With a fascination of making devices one uses everyday more secure, we take a look at what it takes to go beyond an iFixIt teardown image of a phone motherboard and completely reverse-engineering it with the help of relatively inexpensive services, modifying it to be (somewhat) more secure, and rebuilding a phone from scratch (in China). These techniques and practices can be applied to any device from phones, as discussed in this talk, to generic IOT devices or even the laptop you use on a daily basis.
Our team (ProtoCentral, based in India) won 2nd prize at the Hackaday Prize 2017 for the project “Connected Health: Open source IoT patient monitor”. This formed the basis for the HealthyPi series of products from ProtoCentral, still open source, but also used for applications with medical research-grade accuracy. This talk is about our journey from then till now, including some major shifts in technology, the intricacies involved in making a product to take to the market and mistakes made during the process.
Last year’s conference badge (affectionately dubbed the “Voja4”) was a wonder of low-level computing, implementing a working 4-bit computer with over 200 LEDs to show its internal state. In this talk I want to reignite your fascination with this little device by sharing with you how it works, what makes it a computer (given it’s lilliputian specifications), and a plethora of fun projects you can build with it once we’re done.
Do you sell products on Tindie or other marketplaces? If so, this talk is for you! Learn how you can spend less time fulfilling orders and more time working on an unfinished project from your shelf. Do you want lights and sirens to turn on every time you get an order? We’ll see how to do that too. :)

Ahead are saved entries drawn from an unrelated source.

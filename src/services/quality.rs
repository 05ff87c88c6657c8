use crate::config::Config;
use crate::errors::{PipelineError, Result};
use crate::warehouse;
use log::{info, warn};
use std::path::PathBuf;

/// A named row-count check against one table
#[derive(Debug, Clone, PartialEq)]
pub struct QualityCheck {
    pub name: String,
    pub table: String,
}

impl QualityCheck {
    pub fn new(name: &str, table: &str) -> Self {
        Self {
            name: name.to_string(),
            table: table.to_string(),
        }
    }
}

/// Checks run after every transform.
///
/// Kept in step with the models in `dbt_project/models` by hand.
pub fn default_checks() -> Vec<QualityCheck> {
    vec![
        QualityCheck::new("raw", "raw.stock_prices"),
        QualityCheck::new("staging", "main_staging.stg_stocks"),
        QualityCheck::new("returns", "main_marts.daily_returns"),
        QualityCheck::new("mavg", "main_marts.moving_averages"),
    ]
}

#[derive(Debug, Clone, Default, PartialEq)]
pub struct QualityReport {
    pub counts: Vec<(String, i64)>,
}

pub struct QualityGate {
    db_path: PathBuf,
    checks: Vec<QualityCheck>,
}

impl QualityGate {
    pub fn new(config: &Config) -> Self {
        Self {
            db_path: config.db_path.clone(),
            checks: default_checks(),
        }
    }

    pub fn with_checks(mut self, checks: Vec<QualityCheck>) -> Self {
        self.checks = checks;
        self
    }

    pub fn checks(&self) -> &[QualityCheck] {
        &self.checks
    }

    /// Runs every check; fails with the names of all checks that counted zero.
    ///
    /// A table that does not exist yet counts as zero, and a missing
    /// warehouse file fails every check without being created.
    pub fn run(&self) -> Result<QualityReport> {
        let counts = if !self.db_path.exists() {
            warn!(target: "quality", "warehouse {} does not exist", self.db_path.display());
            self.checks.iter().map(|check| (check.name.clone(), 0)).collect::<Vec<_>>()
        } else {
            let connection = warehouse::open(&self.db_path)?;
            let mut counts = Vec::with_capacity(self.checks.len());
            for check in &self.checks {
                let count = if warehouse::table_exists(&connection, &check.table)? {
                    warehouse::count_rows(&connection, &check.table)?
                } else {
                    warn!(target: "quality", "{}: table {} does not exist", check.name, check.table);
                    0
                };
                info!(target: "quality", "{}: {} rows", check.name, count);
                counts.push((check.name.clone(), count));
            }
            counts
        };

        let failed: Vec<String> = counts
            .iter()
            .filter(|(_, count)| *count == 0)
            .map(|(name, _)| name.clone())
            .collect();

        if !failed.is_empty() {
            return Err(PipelineError::QualityCheckFailed { failed });
        }

        Ok(QualityReport { counts })
    }
}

Hackers and aviation do mix. This talk would introduce Hackaday community to the world of designing and building own aircraft – and getting it certified in public airspace. Building on experiences as a pilot, avionics engineer, and hackerspace founder, Tom would make a case for the renaissance of general aviation, and its relevance to the hacker mentality.
FAA has had a long-standing policy of supporting innovative aircraft builds. These aircraft are inherently more hackable, and have served as a platform for further innovation – while at the same time creating a veritable platform for STEM education and giving engineers a new perspective. Literally.
At Bell Labs in 1987, a team of scientists created the first magneto-optical trap, an apparatus that enables the ‘cooling’ and trapping of atoms at temperatures bordering on absolute zero, leading to the first physical studies of atoms in isolation. Despite the apparent complexity of this phenomenon, the fundamental engineering principles behind the apparatus are quite simple and do not require deep, esoteric knowledge to understand. I am fabricating a primarily 3D-printable and fully open-source blueprint for a magneto-optical trap for rubidium atoms, with the aim of enabling a much larger audience of students & entrepreneurs to participate in engineering & research.